> [Task directions] How do the records below read from their first line through the line containing "use crate::process::policy::RoutingPolicy;"? Write those lines out exactly.

(Items from a dataset)
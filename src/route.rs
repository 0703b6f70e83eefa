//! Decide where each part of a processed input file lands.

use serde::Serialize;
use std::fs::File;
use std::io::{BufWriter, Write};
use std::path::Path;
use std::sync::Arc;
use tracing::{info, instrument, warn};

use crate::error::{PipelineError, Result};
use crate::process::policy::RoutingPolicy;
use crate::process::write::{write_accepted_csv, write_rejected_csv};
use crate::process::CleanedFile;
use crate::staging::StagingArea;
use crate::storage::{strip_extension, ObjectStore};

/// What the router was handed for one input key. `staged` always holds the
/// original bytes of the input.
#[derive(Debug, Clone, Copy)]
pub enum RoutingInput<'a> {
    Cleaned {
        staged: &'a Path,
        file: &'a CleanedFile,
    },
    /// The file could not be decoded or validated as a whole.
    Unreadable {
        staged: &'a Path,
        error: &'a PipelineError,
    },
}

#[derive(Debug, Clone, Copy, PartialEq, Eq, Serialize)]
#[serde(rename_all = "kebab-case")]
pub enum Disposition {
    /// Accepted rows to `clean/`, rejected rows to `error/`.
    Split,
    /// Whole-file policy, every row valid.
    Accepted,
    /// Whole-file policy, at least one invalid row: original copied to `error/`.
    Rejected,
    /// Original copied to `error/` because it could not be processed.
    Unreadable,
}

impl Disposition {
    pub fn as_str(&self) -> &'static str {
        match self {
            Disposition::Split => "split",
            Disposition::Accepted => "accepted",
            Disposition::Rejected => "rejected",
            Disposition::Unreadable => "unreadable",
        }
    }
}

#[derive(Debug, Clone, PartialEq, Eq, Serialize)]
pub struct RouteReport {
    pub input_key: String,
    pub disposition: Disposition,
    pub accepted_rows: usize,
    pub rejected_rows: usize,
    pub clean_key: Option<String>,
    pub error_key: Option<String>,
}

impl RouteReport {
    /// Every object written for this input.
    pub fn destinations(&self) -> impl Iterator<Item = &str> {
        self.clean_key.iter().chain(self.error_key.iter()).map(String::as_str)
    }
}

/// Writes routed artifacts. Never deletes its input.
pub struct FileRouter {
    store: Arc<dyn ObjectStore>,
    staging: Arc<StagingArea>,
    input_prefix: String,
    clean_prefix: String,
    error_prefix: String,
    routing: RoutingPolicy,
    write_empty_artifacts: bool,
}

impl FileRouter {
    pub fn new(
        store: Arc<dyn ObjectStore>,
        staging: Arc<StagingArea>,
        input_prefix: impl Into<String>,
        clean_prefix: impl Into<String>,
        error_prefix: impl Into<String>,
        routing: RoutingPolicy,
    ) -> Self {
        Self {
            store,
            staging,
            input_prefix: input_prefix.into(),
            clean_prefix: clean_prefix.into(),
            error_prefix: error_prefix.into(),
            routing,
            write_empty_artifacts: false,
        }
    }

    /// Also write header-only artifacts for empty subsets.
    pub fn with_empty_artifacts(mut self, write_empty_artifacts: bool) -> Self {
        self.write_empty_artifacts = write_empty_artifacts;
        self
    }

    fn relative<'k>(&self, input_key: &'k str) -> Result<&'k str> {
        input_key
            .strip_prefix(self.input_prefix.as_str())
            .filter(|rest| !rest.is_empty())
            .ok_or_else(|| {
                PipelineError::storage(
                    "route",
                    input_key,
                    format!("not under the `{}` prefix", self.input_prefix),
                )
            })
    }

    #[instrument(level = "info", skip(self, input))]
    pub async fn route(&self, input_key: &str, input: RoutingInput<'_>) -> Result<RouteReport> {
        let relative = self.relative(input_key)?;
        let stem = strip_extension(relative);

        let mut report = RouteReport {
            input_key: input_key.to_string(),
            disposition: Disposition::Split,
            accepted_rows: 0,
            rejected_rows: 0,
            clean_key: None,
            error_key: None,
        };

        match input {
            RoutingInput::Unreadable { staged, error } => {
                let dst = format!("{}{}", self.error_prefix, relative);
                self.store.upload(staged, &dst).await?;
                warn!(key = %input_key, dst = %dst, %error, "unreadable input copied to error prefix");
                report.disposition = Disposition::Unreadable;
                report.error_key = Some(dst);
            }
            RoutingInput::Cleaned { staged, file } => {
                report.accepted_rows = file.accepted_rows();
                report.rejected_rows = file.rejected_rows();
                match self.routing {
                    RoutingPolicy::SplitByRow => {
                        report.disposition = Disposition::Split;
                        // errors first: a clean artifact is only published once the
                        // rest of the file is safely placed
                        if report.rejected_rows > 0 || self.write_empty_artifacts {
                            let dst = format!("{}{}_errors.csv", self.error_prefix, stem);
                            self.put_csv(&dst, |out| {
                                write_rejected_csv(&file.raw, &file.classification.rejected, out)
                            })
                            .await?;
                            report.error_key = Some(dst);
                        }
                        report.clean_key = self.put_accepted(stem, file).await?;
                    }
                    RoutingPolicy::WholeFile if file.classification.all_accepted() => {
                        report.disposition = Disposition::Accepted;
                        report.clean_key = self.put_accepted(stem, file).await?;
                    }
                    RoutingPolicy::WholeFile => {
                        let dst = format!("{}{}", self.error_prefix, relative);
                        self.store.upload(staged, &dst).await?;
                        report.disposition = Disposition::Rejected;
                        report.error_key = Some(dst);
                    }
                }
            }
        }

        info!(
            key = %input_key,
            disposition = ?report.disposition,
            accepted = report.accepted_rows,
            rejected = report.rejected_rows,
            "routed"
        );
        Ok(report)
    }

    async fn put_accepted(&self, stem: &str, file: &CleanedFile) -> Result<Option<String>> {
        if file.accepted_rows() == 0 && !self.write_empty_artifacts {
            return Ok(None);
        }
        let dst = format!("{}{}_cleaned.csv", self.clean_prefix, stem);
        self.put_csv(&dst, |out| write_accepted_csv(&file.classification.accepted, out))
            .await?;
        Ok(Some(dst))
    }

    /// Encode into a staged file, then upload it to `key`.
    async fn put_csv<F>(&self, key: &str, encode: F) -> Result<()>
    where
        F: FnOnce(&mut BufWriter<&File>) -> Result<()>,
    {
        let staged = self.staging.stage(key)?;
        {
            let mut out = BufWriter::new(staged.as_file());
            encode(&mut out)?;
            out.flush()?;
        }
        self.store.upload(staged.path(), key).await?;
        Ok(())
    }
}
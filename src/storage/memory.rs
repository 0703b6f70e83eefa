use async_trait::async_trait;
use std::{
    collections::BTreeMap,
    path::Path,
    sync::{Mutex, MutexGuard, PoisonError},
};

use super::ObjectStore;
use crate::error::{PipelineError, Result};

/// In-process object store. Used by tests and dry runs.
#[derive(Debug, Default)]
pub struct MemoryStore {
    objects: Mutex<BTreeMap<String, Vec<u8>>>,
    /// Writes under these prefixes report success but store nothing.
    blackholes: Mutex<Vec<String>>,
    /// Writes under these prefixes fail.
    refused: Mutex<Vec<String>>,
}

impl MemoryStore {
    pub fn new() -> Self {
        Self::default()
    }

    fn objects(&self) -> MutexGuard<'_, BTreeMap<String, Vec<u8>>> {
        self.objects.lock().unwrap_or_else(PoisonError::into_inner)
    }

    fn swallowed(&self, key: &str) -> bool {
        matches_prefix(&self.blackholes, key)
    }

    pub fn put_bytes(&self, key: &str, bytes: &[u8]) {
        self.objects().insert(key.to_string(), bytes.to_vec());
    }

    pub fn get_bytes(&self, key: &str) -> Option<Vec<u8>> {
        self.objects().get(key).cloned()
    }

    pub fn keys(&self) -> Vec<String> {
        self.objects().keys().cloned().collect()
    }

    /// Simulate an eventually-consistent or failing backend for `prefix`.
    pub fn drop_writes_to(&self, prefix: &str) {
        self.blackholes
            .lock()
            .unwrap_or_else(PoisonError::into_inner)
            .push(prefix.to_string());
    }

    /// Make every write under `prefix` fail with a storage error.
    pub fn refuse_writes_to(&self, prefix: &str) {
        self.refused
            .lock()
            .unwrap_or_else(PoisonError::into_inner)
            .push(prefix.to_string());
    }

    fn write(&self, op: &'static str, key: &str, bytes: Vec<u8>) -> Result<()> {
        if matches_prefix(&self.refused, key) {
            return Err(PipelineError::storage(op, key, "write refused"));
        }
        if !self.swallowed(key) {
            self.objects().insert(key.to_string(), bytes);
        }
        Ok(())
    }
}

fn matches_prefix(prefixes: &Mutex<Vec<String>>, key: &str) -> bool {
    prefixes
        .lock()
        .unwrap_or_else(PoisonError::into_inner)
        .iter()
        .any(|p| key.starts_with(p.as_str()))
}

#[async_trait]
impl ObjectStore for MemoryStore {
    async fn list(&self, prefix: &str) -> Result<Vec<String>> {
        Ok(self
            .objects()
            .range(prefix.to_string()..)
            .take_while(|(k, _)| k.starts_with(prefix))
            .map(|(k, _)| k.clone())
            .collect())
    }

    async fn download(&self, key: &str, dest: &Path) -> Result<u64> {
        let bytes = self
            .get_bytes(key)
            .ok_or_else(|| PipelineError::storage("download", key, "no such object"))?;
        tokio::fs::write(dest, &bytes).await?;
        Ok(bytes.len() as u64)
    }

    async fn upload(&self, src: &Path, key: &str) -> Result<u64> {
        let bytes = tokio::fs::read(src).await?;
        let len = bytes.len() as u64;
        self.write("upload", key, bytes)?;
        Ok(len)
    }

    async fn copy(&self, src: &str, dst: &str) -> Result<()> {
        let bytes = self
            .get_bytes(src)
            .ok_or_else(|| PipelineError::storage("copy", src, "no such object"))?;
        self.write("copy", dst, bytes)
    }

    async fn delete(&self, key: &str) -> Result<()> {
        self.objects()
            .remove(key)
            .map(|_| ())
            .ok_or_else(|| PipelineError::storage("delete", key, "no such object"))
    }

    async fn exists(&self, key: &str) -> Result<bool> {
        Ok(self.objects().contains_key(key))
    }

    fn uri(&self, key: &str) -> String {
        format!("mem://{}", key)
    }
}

> [Worked solution]
filename src/route.rs
repository 0703b6f70e83eefa
//! Decide where each part of a processed input file lands.

use serde::Serialize;
use std::fs::File;
use std::io::{BufWriter, Write};
use std::path::Path;
use std::sync::Arc;
use tracing::{info, instrument, warn};

use crate::error::{PipelineError, Result};
use crate::process::policy::RoutingPolicy;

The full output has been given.